O Correio tentou entrar em contato com o embaixador de Cuba em Brasília, José Emilliano Caballero, para que comentasse o tema. A embaixada enviou reportagens sobre o assunto, inclusive uma declaração do presidente Díaz-Canel de que o MSI é uma “farsa” e um pronunciamento da União de Escritores e Artistas de Cuba (UNEAC), o qual classifica os integrantes do MSI como “pessoas inescrupulosas” que “impõem internacionalmente uma matriz de opinião que tergiversa a realidade social e cultural” da ilha.
Vozes da cultura
“O regime cubano está a cada dia mais vulnerável. Sem soluções democráticas, o que faz é reprimir. Nós, artistas, estamos mais conectados, o que leva o regime a tremer. A única resposta que o regime tem para nós é violência e repressão. As autoridades construíram uma mentira e divulgaram que trabalho para a CIA (Agência Central de Inteligência). A repressão aumentou a níveis exorbitantes. Há uma câmera instalada a menos de cinco metros de minha casa. Quando saio, vejo policiais na esquina.” Luis Manuel Otero Alcantara, 33 anos, artista contemporâneo, fundador do Movimento San Isidro.
“O futuro do Movimento San Isidro dependerá dos integrantes do coletivo. Sou jornalista e tenho seguido o movimento desde a sua fundação. Parece-me que, até o momento, o grupo tem sido consequente com sua estética, assim para saber quais os próximos passos. A partir da criatividade e das mensagens sobre a paz… É justo que Cuba precisa se curar e viver em paz. A resposta do Movimento San Isidro atende ao acúmulo de muita tensão dentro da sociedade. Contestamos a existência de lojas que recebem dólares, enquanto a população não tem acesso à moeda americana. Também repudiamos o fato de que crianças sejam vítimas de abusos sexuais e as leis mostrem-se permissivas.” Maria Matienzo Puerto, 41 anos, escritora, moradora de Cuba e membro do Movimento San Isidro.
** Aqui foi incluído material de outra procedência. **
/// Configuration management for the API server
///
/// Loaded from environment variables; a `.env` file is read first if present.
///
/// # Environment Variables
///
/// - `API_HOST`: Host to bind to (default: 0.0.0.0)
/// - `API_PORT`: Port to bind to (default: 8080)
/// - `CORS_ORIGINS`: Comma-separated allowed origins (default: `*`)
/// - `DATABASE_URL`: PostgreSQL connection string (required)
/// - `DATABASE_MAX_CONNECTIONS`: Pool size (default: 10)
/// - `RUN_MIGRATIONS`: Apply embedded migrations at startup (default: true)
/// - `RUST_LOG`: Log filter
///
/// # Example
///
/// ```no_run
/// use kanmind_api::config::Config;
///
/// # fn example() -> anyhow::Result<()> {
/// let config = Config::from_env()?;
/// println!("Server will listen on {}", config.bind_address());
/// # Ok(())
/// # }
/// ```

use serde::{Deserialize, Serialize};
use std::env;

/// Complete application configuration
#[derive(Debug, Clone, Serialize, Deserialize)]
pub struct Config {
    /// API server configuration
    pub api: ApiConfig,

    /// Database configuration
    pub database: DatabaseConfig,
}

/// API server configuration
#[derive(Debug, Clone, Serialize, Deserialize)]
pub struct ApiConfig {
    /// Host to bind to
    pub host: String,

    /// Port to bind to
    pub port: u16,

    /// Allowed CORS origins; `*` allows any
    pub cors_origins: Vec<String>,
}

/// Database configuration
#[derive(Debug, Clone, Serialize, Deserialize)]
pub struct DatabaseConfig {
    /// PostgreSQL connection URL
    pub url: String,

    /// Maximum number of connections in pool
    pub max_connections: u32,

    /// Run embedded migrations on startup
    pub run_migrations: bool,
}

impl Config {
    /// Loads configuration from environment variables
    ///
    /// # Errors
    ///
    /// Returns an error if `DATABASE_URL` is missing or a numeric or boolean
    /// variable does not parse.
    pub fn from_env() -> anyhow::Result<Self> {
        // Load .env file if present (for development)
        dotenvy::dotenv().ok();

        Self::from_lookup(|key| env::var(key).ok())
    }

    /// Builds the configuration from an arbitrary variable source.
    pub fn from_lookup(lookup: impl Fn(&str) -> Option<String>) -> anyhow::Result<Self> {
        let api_host = lookup("API_HOST").unwrap_or_else(|| "0.0.0.0".to_string());
        let api_port = lookup("API_PORT")
            .unwrap_or_else(|| "8080".to_string())
            .parse::<u16>()
            .map_err(|e| anyhow::anyhow!("API_PORT is invalid: {}", e))?;

        let cors_origins = parse_origins(&lookup("CORS_ORIGINS").unwrap_or_else(|| "*".to_string()));

        let database_url = lookup("DATABASE_URL")
            .ok_or_else(|| anyhow::anyhow!("DATABASE_URL environment variable is required"))?;

        let max_connections = lookup("DATABASE_MAX_CONNECTIONS")
            .unwrap_or_else(|| "10".to_string())
            .parse::<u32>()
            .map_err(|e| anyhow::anyhow!("DATABASE_MAX_CONNECTIONS is invalid: {}", e))?;

        let run_migrations = lookup("RUN_MIGRATIONS")
            .map(|v| parse_bool(&v))
            .transpose()?
            .unwrap_or(true);

        Ok(Self {
            api: ApiConfig {
                host: api_host,
                port: api_port,
                cors_origins,
            },
            database: DatabaseConfig {
                url: database_url,
                max_connections,
                run_migrations,
            },
        })
    }

    /// Returns the server bind address
    pub fn bind_address(&self) -> String {
        format!("{}:{}", self.api.host, self.api.port)
    }

    /// True if any origin is allowed
    pub fn cors_permissive(&self) -> bool {
        self.api.cors_origins.iter().any(|o| o == "*")
    }
}

fn parse_origins(raw: &str) -> Vec<String> {
    let origins: Vec<String> = raw
        .split(',')
        .map(str::trim)
        .filter(|o| !o.is_empty())
        .map(String::from)
        .collect();

    if origins.is_empty() {
        vec!["*".to_string()]
    } else {
        origins
    }
}

fn parse_bool(raw: &str) -> anyhow::Result<bool> {
    match raw.trim().to_ascii_lowercase().as_str() {
        "1" | "true" | "yes" | "on" => Ok(true),
        "0" | "false" | "no" | "off" => Ok(false),
        other => anyhow::bail!("RUN_MIGRATIONS must be a boolean, got {:?}", other),
    }
}

#[cfg(test)]
mod tests {
    use super::*;
    use std::collections::HashMap;

    fn lookup_from(vars: &[(&str, &str)]) -> impl Fn(&str) -> Option<String> {
        let map: HashMap<String, String> = vars
            .iter()
            .map(|(k, v)| (k.to_string(), v.to_string()))
            .collect();
        move |key| map.get(key).cloned()
    }

    #[test]
    fn test_defaults() {
        let config = Config::from_lookup(lookup_from(&[("DATABASE_URL", "postgresql://localhost/kanmind")])).unwrap();

        assert_eq!(config.bind_address(), "0.0.0.0:8080");
        assert_eq!(config.api.cors_origins, vec!["*".to_string()]);
        assert!(config.cors_permissive());
        assert_eq!(config.database.max_connections, 10);
        assert!(config.database.run_migrations);
    }

    #[test]
    fn test_database_url_required() {
        let err = Config::from_lookup(lookup_from(&[])).unwrap_err();
        assert!(err.to_string().contains("DATABASE_URL"));
    }

    #[test]
    fn test_overrides() {
        let config = Config::from_lookup(lookup_from(&[
            ("DATABASE_URL", "postgresql://db/kanmind"),
            ("API_HOST", "127.0.0.1"),
            ("API_PORT", "3000"),
            ("CORS_ORIGINS", "https://app.example.com, https://admin.example.com"),
            ("DATABASE_MAX_CONNECTIONS", "25"),
            ("RUN_MIGRATIONS", "false"),
        ]))
        .unwrap();

        assert_eq!(config.bind_address(), "127.0.0.1:3000");
        assert_eq!(
            config.api.cors_origins,
            vec!["https://app.example.com".to_string(), "https://admin.example.com".to_string()]
        );
        assert!(!config.cors_permissive());
        assert_eq!(config.database.max_connections, 25);
        assert!(!config.database.run_migrations);
    }

    #[test]
    fn test_invalid_values() {
        let base = [("DATABASE_URL", "postgresql://db/kanmind")];

        let mut vars = base.to_vec();
        vars.push(("API_PORT", "not-a-port"));
        assert!(Config::from_lookup(lookup_from(&vars)).is_err());

        let mut vars = base.to_vec();
        vars.push(("RUN_MIGRATIONS", "maybe"));
        assert!(Config::from_lookup(lookup_from(&vars)).is_err());
    }
}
“O governo de Cuba faltou, mais uma vez, com sua palavra. Prometeu um diálogo entre eles e a comunidade independente. Não cumpriu com essa promessa. Nós somos artistas e jornalistas independentes. As autoridades criaram uma campanha de difamação dentro do Movimento San Isidro e da comunidade artística independente, ao dizer à sociedade que somos agentes pagos pela comunidade de inteligência dos EUA para atos subversivos dentro da ilha.” Héctor Luis Valdés Cocho, 29 anos, jornalista independente, morador de Havana e colaborador do Movimento San Isidro.
“Os jovens artistas e intelectuais cubanos têm se manifestado publicamente contra as instituições e contra a política cultural de Cuba. As nossas demandas excedem o campo da cultura. Nós exigimos liberdades sociais e cívicas. Uma de nossas demandas era a de que estivessem presentes, nas futuras reuniões, representantes de governo de outros ministérios, como as pastas da Justiça e do Interior, responsáveis pela repressão aos artistas.” Reynier Leyva Novo, 37 anos, artista visual, morador de Havana.